ペットショップで働く菅元(大場みなみ)は、日本料理店で働く青木(渋谷盛太)が魚の腹の中から指輪を見つけたことをきっかけに、結婚する約束をします。
恋人として付き合うとき、私は何を重視しているんだろうと思って、これまでのことを振り返ってみました。黒縁メガネが好きとか黒髪が好きとか、クリエイターや絵描きに惹かれがちだとか、そういう好みはいろいろあるんです。でも、そうした見た目や肩書きよりも結局いちばん大事だなと思うのは、話し方が自分と合うかどうかでした。この人はテンションが高すぎてついていくのがきついなとか、声が小さすぎてなにを言っているかわからないなと思ってしまうと、やはり惹かれにくいようです。選ぶ話題や態度ももちろん大切で「お互いが快適に話せるか、話せないか」という点は、恋人に限らず友人などでも同じ問題だなと思います。
菅元と青木が交わす会話の中で、特に気になった話題が2つあります。ひとつは動物実験のこと、もうひとつは刺青のことです。なお「タトゥー」という言い方があまりにカジュアルに感じられて私は好きではないので、以降セリフ以外のところでは「刺青」と書きます。
作中で、菅元が青木に「おそろいの場所にタトゥーを入れよう」と提案する場面があります。私はその瞬間、心の中で全力で「青木、断れ!」と叫んでいました。首の大きな血管が通っているすぐ横に刺青を入れるなんてあまりにもリスキーですし、おそろいの刺青なんて人生が終わるので絶対にやめたほうがいいと本気で思っているからです。軽い気持ちであろうと、よく考えた末であろうと、刺青は刺青です。ファッションのつもりでも、強い思いが込められていても、他人から見れば「異常だ」と受け取られることが多い。そう断言できるのは、私自身、首の後ろ、右肩から肩甲骨、そして右の上腕に大きな刺青を入れていて、「自分で自分の人生を生きづらくしたな」と実感しているからです。
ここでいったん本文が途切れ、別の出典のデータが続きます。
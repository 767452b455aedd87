//! # flow-records
//!
//! The Record Layer (C4): schema enforcement, default resolution, unique
//! constraints (with scoping and intra-batch tracking), foreign-key
//! integrity, and `find` translation/joins over a [`flow_store::FrameStore`].
//!
//! `flow-engine` dispatches `db_*`/`find` nodes into [`ops`] using the
//! [`RecordDef`]s parsed from the `IrProgram`'s `records` collection.

pub mod coerce;
pub mod error;
pub mod ops;
pub mod query;
pub mod schema;
pub mod validate;

pub use error::{RecordError, Result};
pub use ops::{bulk_create, bulk_delete, bulk_update, create, delete, update, RecordRegistry};
pub use query::{find, FindRequest, JoinSpec};
pub use schema::{DefaultValue, FieldDef, FieldType, RecordDef};
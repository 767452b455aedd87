//! Match fusion across stages feeding into a `fusion` node.
//!
//! Reciprocal Rank Fusion is the only method actually computed; `comb_sum`
//! and `comb_mnz` parse as configuration values but degrade to RRF with a
//! single warning the first time they're used (§9 Open Question: score
//! scales aren't comparable across retrievers without calibration this
//! pipeline doesn't do).

use crate::pipeline::Match;
use indexmap::IndexMap;
use std::sync::Once;

#[derive(Debug, Clone, Copy, PartialEq, Eq)]
pub enum FusionMethod {
    Rrf,
    CombSum,
    CombMnz,
}

impl FusionMethod {
    pub fn parse(raw: &str) -> Self {
        match raw {
            "comb_sum" => FusionMethod::CombSum,
            "comb_mnz" => FusionMethod::CombMnz,
            _ => FusionMethod::Rrf,
        }
    }
}

static COMB_WARNED: Once = Once::new();

/// `k` is RRF's rank-damping constant; 60 is the conventional default.
pub fn fuse(method: FusionMethod, sources: &[Vec<Match>], k: f64) -> Vec<Match> {
    if matches!(method, FusionMethod::CombSum | FusionMethod::CombMnz) {
        COMB_WARNED.call_once(|| {
            tracing::warn!(method = ?method, "comb_sum/comb_mnz are not implemented, falling back to reciprocal rank fusion");
        });
    }
    reciprocal_rank_fusion(sources, k)
}

fn reciprocal_rank_fusion(sources: &[Vec<Match>], k: f64) -> Vec<Match> {
    let mut scored: IndexMap<String, (Match, f64)> = IndexMap::new();
    for source in sources {
        for (rank, m) in source.iter().enumerate() {
            let contribution = 1.0 / (k + (rank + 1) as f64);
            scored
                .entry(m.id.clone())
                .and_modify(|(_, score)| *score += contribution)
                .or_insert_with(|| (m.clone(), contribution));
        }
    }
    let mut merged: Vec<Match> = scored
        .into_values()
        .map(|(mut m, score)| {
            m.score = score;
            m
        })
        .collect();
    merged.sort_by(|a, b| b.score.partial_cmp(&a.score).unwrap_or(std::cmp::Ordering::Equal));
    merged
}

#[cfg(test)]
mod tests {
    use super::*;

    fn m(id: &str, score: f64) -> Match {
        Match { id: id.to_string(), text: id.to_string(), score, source_stage: "vector_retrieve".into(), metadata: Default::default() }
    }

    #[test]
    fn rrf_rewards_matches_ranked_highly_across_sources() {
        let a = vec![m("x", 0.9), m("y", 0.5), m("z", 0.1)];
        let b = vec![m("x", 0.2), m("z", 0.8)];
        let fused = fuse(FusionMethod::Rrf, &[a, b], 60.0);
        assert_eq!(fused[0].id, "x", "x is top-ranked in both sources");
        assert_eq!(fused.len(), 3);
    }

    #[test]
    fn comb_sum_degrades_to_rrf_without_panicking() {
        let a = vec![m("x", 1.0)];
        let fused = fuse(FusionMethod::CombSum, &[a], 60.0);
        assert_eq!(fused.len(), 1);
    }
}
#[cfg(test)]
mod tests {
    use super::*;
    use flow_core::env::ExternalResolver;
    use flow_core::ir::FlowNode;
    use async_trait::async_trait;

    struct NoopResolver;
    impl ExternalResolver for NoopResolver {
        fn resolve(&self, _name: &str) -> Option<Value> {
            None
        }
    }

    struct NoopDispatcher;
    #[async_trait]
    impl NodeDispatcher for NoopDispatcher {
        async fn dispatch(&self, _node: &FlowNode, _state: &mut FlowState) -> Result<Value, DispatchError> {
            Ok(Value::Null)
        }
    }

    fn interpreter<'a>(dispatcher: &'a NoopDispatcher, helpers: &'a IndexMap<String, Arc<dyn HelperFn>>, rulegroups: &'a IndexMap<String, RuleGroup>) -> Interpreter<'a> {
        Interpreter {
            helpers,
            rulegroups,
            resolver: Some(Arc::new(NoopResolver)),
            dispatcher,
            stream_sink: None,
        }
    }

    #[tokio::test]
    async fn let_declares_a_variable_visible_to_later_statements() {
        let helpers = IndexMap::new();
        let rulegroups = IndexMap::new();
        let dispatcher = NoopDispatcher;
        let interp = interpreter(&dispatcher, &helpers, &rulegroups);
        let mut state = FlowState::new();

        let statements = vec![
            Statement::Let { pattern: Pattern::Name("x".to_string()), value: Expr::Int(5), pipeline: vec![], is_constant: false },
            Statement::Return { value: Expr::Identifier("x".to_string()) },
        ];

        let flow = interp.run_block(&mut state, &statements).await.unwrap();
        match flow {
            Flow::Returned(v) => assert_eq!(v, Value::Int(5)),
            Flow::Completed => panic!("expected a returned value"),
        }
    }

    #[tokio::test]
    async fn guard_runs_its_body_when_the_condition_is_false_then_continues() {
        let helpers = IndexMap::new();
        let rulegroups = IndexMap::new();
        let dispatcher = NoopDispatcher;
        let interp = interpreter(&dispatcher, &helpers, &rulegroups);
        let mut state = FlowState::new();

        let statements = vec![
            Statement::Guard {
                condition: Expr::Bool(false),
                body: vec![Statement::Let { pattern: Pattern::Name("guarded".to_string()), value: Expr::Int(1), pipeline: vec![], is_constant: false }],
            },
            Statement::Let { pattern: Pattern::Name("after".to_string()), value: Expr::Int(2), pipeline: vec![], is_constant: false },
        ];

        let flow = interp.run_block(&mut state, &statements).await.unwrap();
        assert!(matches!(flow, Flow::Completed));
        assert_eq!(state.variables.get_local("guarded"), Some(&Value::Int(1)));
        assert_eq!(state.variables.get_local("after"), Some(&Value::Int(2)));
    }

    #[tokio::test]
    async fn guard_skips_its_body_when_the_condition_is_true() {
        let helpers = IndexMap::new();
        let rulegroups = IndexMap::new();
        let dispatcher = NoopDispatcher;
        let interp = interpreter(&dispatcher, &helpers, &rulegroups);
        let mut state = FlowState::new();

        let statements = vec![
            Statement::Guard {
                condition: Expr::Bool(true),
                body: vec![Statement::Let { pattern: Pattern::Name("guarded".to_string()), value: Expr::Int(1), pipeline: vec![], is_constant: false }],
            },
            Statement::Let { pattern: Pattern::Name("after".to_string()), value: Expr::Int(2), pipeline: vec![], is_constant: false },
        ];

        interp.run_block(&mut state, &statements).await.unwrap();
        assert!(!state.variables.is_declared("guarded"));
        assert_eq!(state.variables.get_local("after"), Some(&Value::Int(2)));
    }

    /// Scenario 3 (spec §8): `try: … catch err: set state.msg be err.message`
    /// must bind `err` as a `{kind, message}` record, not a plain string.
    #[tokio::test]
    async fn try_catch_binds_err_as_a_kind_and_message_record() {
        let helpers = IndexMap::new();
        let rulegroups = IndexMap::new();
        let dispatcher = NoopDispatcher;
        let interp = interpreter(&dispatcher, &helpers, &rulegroups);
        let mut state = FlowState::new();

        let statements = vec![Statement::TryCatch {
            body: vec![Statement::Let {
                pattern: Pattern::Name("_never".to_string()),
                value: Expr::Identifier("does.not.exist".to_string()),
                pipeline: vec![],
                is_constant: false,
            }],
            catch_body: vec![Statement::Set {
                target: SetTarget::StateField("msg".to_string()),
                value: Expr::Dotted(Box::new(Expr::Identifier("err".to_string())), "message".to_string()),
            }],
        }];

        interp.run_block(&mut state, &statements).await.unwrap();
        let msg = state.data.get("msg").cloned().unwrap();
        assert!(matches!(msg, Value::Str(_)));
        assert!(!state.variables.is_declared("err"), "err must not leak past the catch body");
    }

    #[tokio::test]
    async fn retry_gives_up_after_max_attempts() {
        let helpers = IndexMap::new();
        let rulegroups = IndexMap::new();
        let dispatcher = NoopDispatcher;
        let interp = interpreter(&dispatcher, &helpers, &rulegroups);
        let mut state = FlowState::new();

        let body = vec![Statement::Let {
            pattern: Pattern::Name("always_fails".to_string()),
            value: Expr::Identifier("does.not.exist".to_string()),
            pipeline: vec![],
            is_constant: false,
        }];

        let result = interp.run_retry(&mut state, 3, false, 0, &body).await;
        assert!(result.is_err());
    }

    /// §4.3: "if last output is an error-shape (ok=false) ... retry up to N
    /// times", distinct from an exception. Not an exhaustion case: the
    /// third attempt succeeds, so the retry should stop there.
    #[tokio::test]
    async fn retry_retries_on_error_shaped_return_not_just_exceptions() {
        use flow_core::ir::NodeKind;
        use std::sync::atomic::{AtomicUsize, Ordering};

        struct FlakyDispatcher(AtomicUsize);
        #[async_trait]
        impl NodeDispatcher for FlakyDispatcher {
            async fn dispatch(&self, _node: &FlowNode, _state: &mut FlowState) -> Result<Value, DispatchError> {
                let n = self.0.fetch_add(1, Ordering::SeqCst);
                let mut m = IndexMap::new();
                m.insert("ok".to_string(), Value::Bool(n >= 2));
                Ok(Value::Map(m))
            }
        }

        let helpers = IndexMap::new();
        let rulegroups = IndexMap::new();
        let dispatcher = FlakyDispatcher(AtomicUsize::new(0));
        let interp = interpreter_with(&dispatcher, &helpers, &rulegroups);
        let mut state = FlowState::new();

        let mut call_node = FlowNode::new("call", NodeKind::Noop);
        call_node.alias = Some("call".to_string());
        let body = vec![
            Statement::InlineAction { node: call_node },
            Statement::Return {
                value: Expr::Dotted(Box::new(Expr::Dotted(Box::new(Expr::Identifier("step".to_string())), "call".to_string())), "output".to_string()),
            },
        ];

        let flow = interp.run_retry(&mut state, 3, false, 0, &body).await.unwrap();
        match flow {
            Flow::Returned(v) => assert_eq!(v.as_map().and_then(|m| m.get("ok")), Some(&Value::Bool(true))),
            Flow::Completed => panic!("expected a returned value"),
        }
        assert_eq!(dispatcher.0.load(Ordering::SeqCst), 3, "should have retried until success");
    }

    fn interpreter_with<'a>(dispatcher: &'a dyn NodeDispatcher, helpers: &'a IndexMap<String, Arc<dyn HelperFn>>, rulegroups: &'a IndexMap<String, RuleGroup>) -> Interpreter<'a> {
        Interpreter {
            helpers,
            rulegroups,
            resolver: Some(Arc::new(NoopResolver)),
            dispatcher,
            stream_sink: None,
        }
    }

    /// §4.3: `set state.<field>` must emit a `state_change` event with the
    /// old and new values onto the same sink `ai`/`agent` streaming uses.
    #[tokio::test]
    async fn set_state_field_emits_a_state_change_event() {
        let helpers = IndexMap::new();
        let rulegroups = IndexMap::new();
        let dispatcher = NoopDispatcher;
        let events: Arc<parking_lot::Mutex<Vec<StreamEvent>>> = Arc::new(parking_lot::Mutex::new(Vec::new()));
        let events_captured = events.clone();
        let mut interp = interpreter(&dispatcher, &helpers, &rulegroups);
        interp.stream_sink = Some(Arc::new(move |event| events_captured.lock().push(event)));
        let mut state = FlowState::new();
        state.data.insert("counter".to_string(), Value::Int(1));

        let statements = vec![Statement::Set {
            target: SetTarget::StateField("counter".to_string()),
            value: Expr::Int(2),
        }];
        interp.run_block(&mut state, &statements).await.unwrap();

        let recorded = events.lock();
        assert_eq!(recorded.len(), 1);
        match &recorded[0] {
            StreamEvent::StateChange { path, old_value, new_value } => {
                assert_eq!(path, "counter");
                assert_eq!(old_value, &Value::Int(1));
                assert_eq!(new_value, &Value::Int(2));
            }
            other => panic!("expected a StateChange event, got {other:?}"),
        }
    }
}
今さら後悔しているわけではありませんし、正直に言えば一度も後悔したことはありません。ただ日常的にめんどうくささがつきまとうのは確かです。特に首の後ろは隠しづらく、それでいて他人に見られれば不快な思いをさせてしまう可能性が高いです。だから必死にスカーフなどを巻いて隠しています。年々暑くなる夏は本当につらいですが、自分で決めてやったことなので仕方ありません。劇中で「(刺青を入れたら)私も変って思われるのかな」と菅元が口にする場面があります。わかってるなら、やめなよ!
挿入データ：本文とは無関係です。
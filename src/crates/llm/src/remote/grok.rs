//! Grok (xAI) client implementation.
//!
//! Provides integration with xAI's Grok models via their API.
//! Grok uses an OpenAI-compatible API format.
//!
//! # Example
//!
//! ```rust,ignore
//! use llm::remote::GrokClient;
//! use llm::config::RemoteLlmConfig;
//! use flow_core::llm::{ChatModel, ChatRequest};
//! use flow_core::Message;
//!
//! let config = RemoteLlmConfig::from_env(
//!     "XAI_API_KEY",
//!     "https://api.x.ai/v1",
//!     "grok-beta"
//! )?;
//! let client = GrokClient::new(config);
//!
//! let request = ChatRequest::new(vec![Message::human("Hello!")]);
//! let response = client.chat(request).await?;
//! ```

use crate::config::RemoteLlmConfig;
use crate::error::LlmError;
use async_trait::async_trait;
use flow_core::error::Result as GraphResult;
use flow_core::llm::{
    ChatModel, ChatRequest, ChatResponse, ChatStreamResponse, UsageMetadata,
};
use flow_core::{Message, MessageContent, MessageRole};
use reqwest::Client;
use serde::{Deserialize, Serialize};
use std::collections::HashMap;

/// Grok (xAI) API client.
#[derive(Clone)]
pub struct GrokClient {
    config: RemoteLlmConfig,
    client: Client,
}

impl GrokClient {
    /// Create a new Grok client with the given configuration.
    pub fn new(config: RemoteLlmConfig) -> Self {
        let client = Client::builder()
            .timeout(config.timeout)
            .build()
            .expect("Failed to create HTTP client");

        Self { config, client }
    }

    /// Convert langgraph Message to Grok message format.
    fn convert_message(&self, msg: &Message) -> GrokMessage {
        GrokMessage {
            role: match &msg.role {
                MessageRole::System => "system".to_string(),
                MessageRole::Human => "user".to_string(),
                MessageRole::Assistant => "assistant".to_string(),
                MessageRole::Tool => "user".to_string(),
                MessageRole::Custom(role) => role.clone(),
            },
            content: msg.text().unwrap_or("").to_string(),
        }
    }

    /// Convert Grok response to ChatResponse.
    fn convert_response(&self, grok_resp: GrokResponse) -> ChatResponse {
        let choice = &grok_resp.choices[0];

        let message = Message {
            id: None,
            role: MessageRole::Assistant,
            content: MessageContent::Text(choice.message.content.clone()),
            name: None,
            tool_calls: None,
            tool_call_id: None,
            metadata: None,
        };

        let usage = grok_resp.usage.as_ref().map(|u| {
            UsageMetadata::new(u.prompt_tokens, u.completion_tokens)
        });

        let mut metadata = HashMap::new();
        metadata.insert(
            "model".to_string(),
            serde_json::Value::String(grok_resp.model),
        );
        metadata.insert(
            "finish_reason".to_string(),
            serde_json::Value::String(choice.finish_reason.clone().unwrap_or_default()),
        );

        ChatResponse {
            message,
            usage,
            reasoning: None,
            metadata,
        }
    }
}

#[async_trait]
impl ChatModel for GrokClient {
    async fn chat(&self, request: ChatRequest) -> GraphResult<ChatResponse> {
        let url = format!("{}/chat/completions", self.config.base_url);

        let messages: Vec<GrokMessage> = request
            .messages
            .iter()
            .map(|m| self.convert_message(m))
            .collect();

        let req_body = GrokRequest {
            model: self.config.model.clone(),
            messages,
            temperature: request.config.temperature,
            max_tokens: request.config.max_tokens,
            top_p: request.config.top_p,
            frequency_penalty: request.config.frequency_penalty,
            presence_penalty: request.config.presence_penalty,
            stop: if request.config.stop_sequences.is_empty() {
                None
            } else {
                Some(request.config.stop_sequences.clone())
            },
            stream: false,
        };

        let response = self
            .client
            .post(&url)
            .header("Authorization", format!("Bearer {}", self.config.api_key))
            .json(&req_body)
            .send()
            .await
            .map_err(|e| LlmError::HttpError(e))?;

        if !response.status().is_success() {
            let status = response.status();
            let error_text = response.text().await.unwrap_or_default();

            return Err(if status.as_u16() == 401 {
                LlmError::AuthenticationError(error_text)
            } else if status.as_u16() == 429 {
                LlmError::RateLimitExceeded(error_text)
            } else {
                LlmError::ProviderError(format!("Grok API error {}: {}", status, error_text))
            }
            .into());
        }

        let grok_resp: GrokResponse = response
            .json()
            .await
            .map_err(|e| LlmError::InvalidResponse(e.to_string()))?;

        Ok(self.convert_response(grok_resp))
    }

    async fn stream(&self, _request: ChatRequest) -> GraphResult<ChatStreamResponse> {
        // TODO: Implement streaming support
        Err(LlmError::Other("Streaming not yet implemented for Grok".to_string()).into())
    }

    fn clone_box(&self) -> Box<dyn ChatModel> {
        Box::new(self.clone())
    }
}

// Grok API types (OpenAI-compatible)
#[derive(Debug, Serialize)]
struct GrokRequest {
    model: String,
    messages: Vec<GrokMessage>,
    #[serde(skip_serializing_if = "Option::is_none")]
    temperature: Option<f32>,
    #[serde(skip_serializing_if = "Option::is_none")]
    max_tokens: Option<usize>,
    #[serde(skip_serializing_if = "Option::is_none")]
    top_p: Option<f32>,
    #[serde(skip_serializing_if = "Option::is_none")]
    frequency_penalty: Option<f32>,
    #[serde(skip_serializing_if = "Option::is_none")]
    presence_penalty: Option<f32>,
    #[serde(skip_serializing_if = "Option::is_none")]
    stop: Option<Vec<String>>,
    stream: bool,
}

#[derive(Debug, Serialize, Deserialize)]
struct GrokMessage {
    role: String,
    content: String,
}

#[derive(Debug, Deserialize)]
struct GrokResponse {
    id: String,
    object: String,
    created: u64,
    model: String,
    choices: Vec<GrokChoice>,
    usage: Option<GrokUsage>,
}

#[derive(Debug, Deserialize)]
struct GrokChoice {
    index: usize,
    message: GrokMessage,
    finish_reason: Option<String>,
}

#[derive(Debug, Deserialize)]
struct GrokUsage {
    prompt_tokens: usize,
    completion_tokens: usize,
    total_tokens: usize,
}

#[cfg(test)]
mod tests {
    use super::*;

    #[test]
    fn test_client_creation() {
        let config = RemoteLlmConfig::new(
            "test-key",
            "https://api.x.ai/v1",
            "grok-beta",
        );
        let _client = GrokClient::new(config);
    }

    #[test]
    fn test_message_conversion() {
        let config = RemoteLlmConfig::new(
            "test-key",
            "https://api.x.ai/v1",
            "grok-beta",
        );
        let client = GrokClient::new(config);

        let msg = Message::human("Hello");
        let grok_msg = client.convert_message(&msg);

        assert_eq!(grok_msg.role, "user");
        assert_eq!(grok_msg.content, "Hello");
    }
}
自分のこととして考えてみると、ここまで大きなサイズではなかったかもしれませんが私はたぶん、いくら人に止められても何かしらの柄で刺青を入れていたと思います。その結果、両親や家族、親戚にまで「受け入れられない」と思われることになったとしてもです。特に両親には、ひどいことをしてしまったという自覚があります。私が上京するとき、両親から「何をやってもいいが、刺青と借金と薬だけはやるな」と言われたことを、今でもはっきり覚えています。覚えているにもかかわらず、私はそれをやってしまいました。人が納得するような理由はありません。仮に理由があったとしても、両親を傷つけてまで刺青を入れてよかったと言えるのかといえば、そうではない気がします。
映画では、自殺についての話題も扱われています。というより作品全体の中でもかなり大きな比重を占めているテーマです。この点については、書きたいとすら思えない気持ちがありました。なのでここでは深く踏み込まずに、ただひとつだけ、周りの人が悲しむようなことはやめようよ、という、少し軽めの感情を置いて終わりにしたいと思います。